Dr. Shailendra Verma of Access to Equal Cancer Care in Ontario (AECCO) says he’s had enough.
“My group has served the government notice that we’re fighting on our patients’ behalf,” says Verma, who faces gut-wrenching quandaries every day in his growing Ottawa practice. “In a public health system, I’m damned if I’m going to be divided into giving one set of patients a Cadillac treatment and the other Hyundai-type treatment; I don’t think that’s why we have a public health system.”
Verma says cutbacks to health care funding have meant that doctors must leap increasingly high hurdles to get the drugs their patients need.
In jeopardy
While chemotherapy drugs administered in hospitals are still free, he says the important drugs necessary for patient comfort and treatment effectiveness are in jeopardy.

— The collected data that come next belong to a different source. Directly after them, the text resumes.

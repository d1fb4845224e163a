use assert_cmd::Command;

fn bin() -> Command {
    let mut cmd = Command::cargo_bin("endpoint-cli").unwrap();
    cmd.env_remove("RUST_LOG").env("NO_COLOR", "1");
    cmd
}

#[test]
fn group_without_callable_exits_with_usage_error() {
    let out = bin().arg("list").output().unwrap();
    assert_eq!(out.status.code(), Some(2));
    let stderr = String::from_utf8(out.stderr).unwrap();
    assert!(stderr.contains("Invalid endpoint"), "stderr: {stderr}");
    assert!(out.stdout.is_empty());
}

#[test]
fn bare_invocation_is_a_usage_error() {
    let out = bin().output().unwrap();
    assert_eq!(out.status.code(), Some(2));
}

#[test]
fn list_dir_prints_entries() {
    let dir = tempfile::tempdir().unwrap();
    std::fs::write(dir.path().join("notes.md"), "x").unwrap();
    std::fs::write(dir.path().join(".secret"), "x").unwrap();
    std::fs::create_dir(dir.path().join("src")).unwrap();

    let out = bin()
        .args(["list", "dir", "--path"])
        .arg(dir.path())
        .output()
        .unwrap();
    assert!(out.status.success());
    assert_eq!(String::from_utf8(out.stdout).unwrap(), "notes.md\nsrc/\n");

    let out = bin()
        .args(["list", "dir", "--all", "--path"])
        .arg(dir.path())
        .output()
        .unwrap();
    assert_eq!(
        String::from_utf8(out.stdout).unwrap(),
        ".secret\nnotes.md\nsrc/\n"
    );
}

#[test]
fn list_files_json() {
    let dir = tempfile::tempdir().unwrap();
    std::fs::write(dir.path().join("a.rs"), "").unwrap();
    std::fs::write(dir.path().join("b.toml"), "").unwrap();

    let out = bin()
        .args(["list", "files", "--ext", "rs", "--json", "--path"])
        .arg(dir.path())
        .output()
        .unwrap();
    assert!(out.status.success());
    let value: serde_json::Value = serde_json::from_slice(&out.stdout).unwrap();
    assert_eq!(value, serde_json::json!(["a.rs"]));
}

#[test]
fn echo_with_keyword_arguments() {
    let out = bin()
        .args(["echo", "hello", "--upper", "lang=rust", "--json"])
        .output()
        .unwrap();
    assert!(out.status.success());
    let value: serde_json::Value = serde_json::from_slice(&out.stdout).unwrap();
    assert_eq!(value, serde_json::json!({"message": "HELLO", "lang": "rust"}));
}

#[test]
fn malformed_keyword_argument_fails() {
    let out = bin().args(["echo", "hi", "oops"]).output().unwrap();
    assert!(!out.status.success());
    let stderr = String::from_utf8(out.stderr).unwrap();
    assert!(stderr.contains("malformed keyword argument 'oops'"), "stderr: {stderr}");
}

#[test]
fn help_is_derived_from_docs() {
    let out = bin().args(["list", "dir", "--help"]).output().unwrap();
    assert!(out.status.success());
    let stdout = String::from_utf8(out.stdout).unwrap();
    assert!(stdout.contains("List the entries of a directory."));
    assert!(stdout.contains("directory to list"));
    assert!(stdout.contains("--all"));

    let out = bin().args(["echo", "--help"]).output().unwrap();
    let stdout = String::from_utf8(out.stdout).unwrap();
    assert!(stdout.contains("Optional keyword arguments. Specify them as key=value"));
}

These drugs were once free under the Ontario Drug Benefit Plan (ODBP), but now their status is tenuous. One drug, GCSF - which is crucial in helping patients between treatments of chemotherapy - is now listed under Section 8 of the ODBP and requires doctors to plead with the government each time for coverage. Often the bureaucracy moves so slowly that the course of chemotherapy is seriously disrupted, Verma says.
“As an oncologist I’m particularly interested in ensuring everyone has access to all treatment. I think we are at a very sensitive crossroads. Over the last three or four decades we’ve developed certain treatments for diseases that more often kill than cure. And now we are at a point where we’ve got new treatments that can make the older treatments more effective. Or we’ve got brand new treatments that we are hoping to apply, and the one thing that is holding us back is cost.”
Cost
“The decisions are not based on science, they’re based on cost. It would not be an issue if treatments cost a penny a shot.”
Verma says colleagues can’t introduce some new drugs because the costs would be too high to offer it to everyone. So no one gets it.
“We have patients who walk in and say they would like to pay for it,” continues Verma. “Ethically, as a physician do you allow a patient to pay for it while sitting next to a similar patient who can’t afford it?”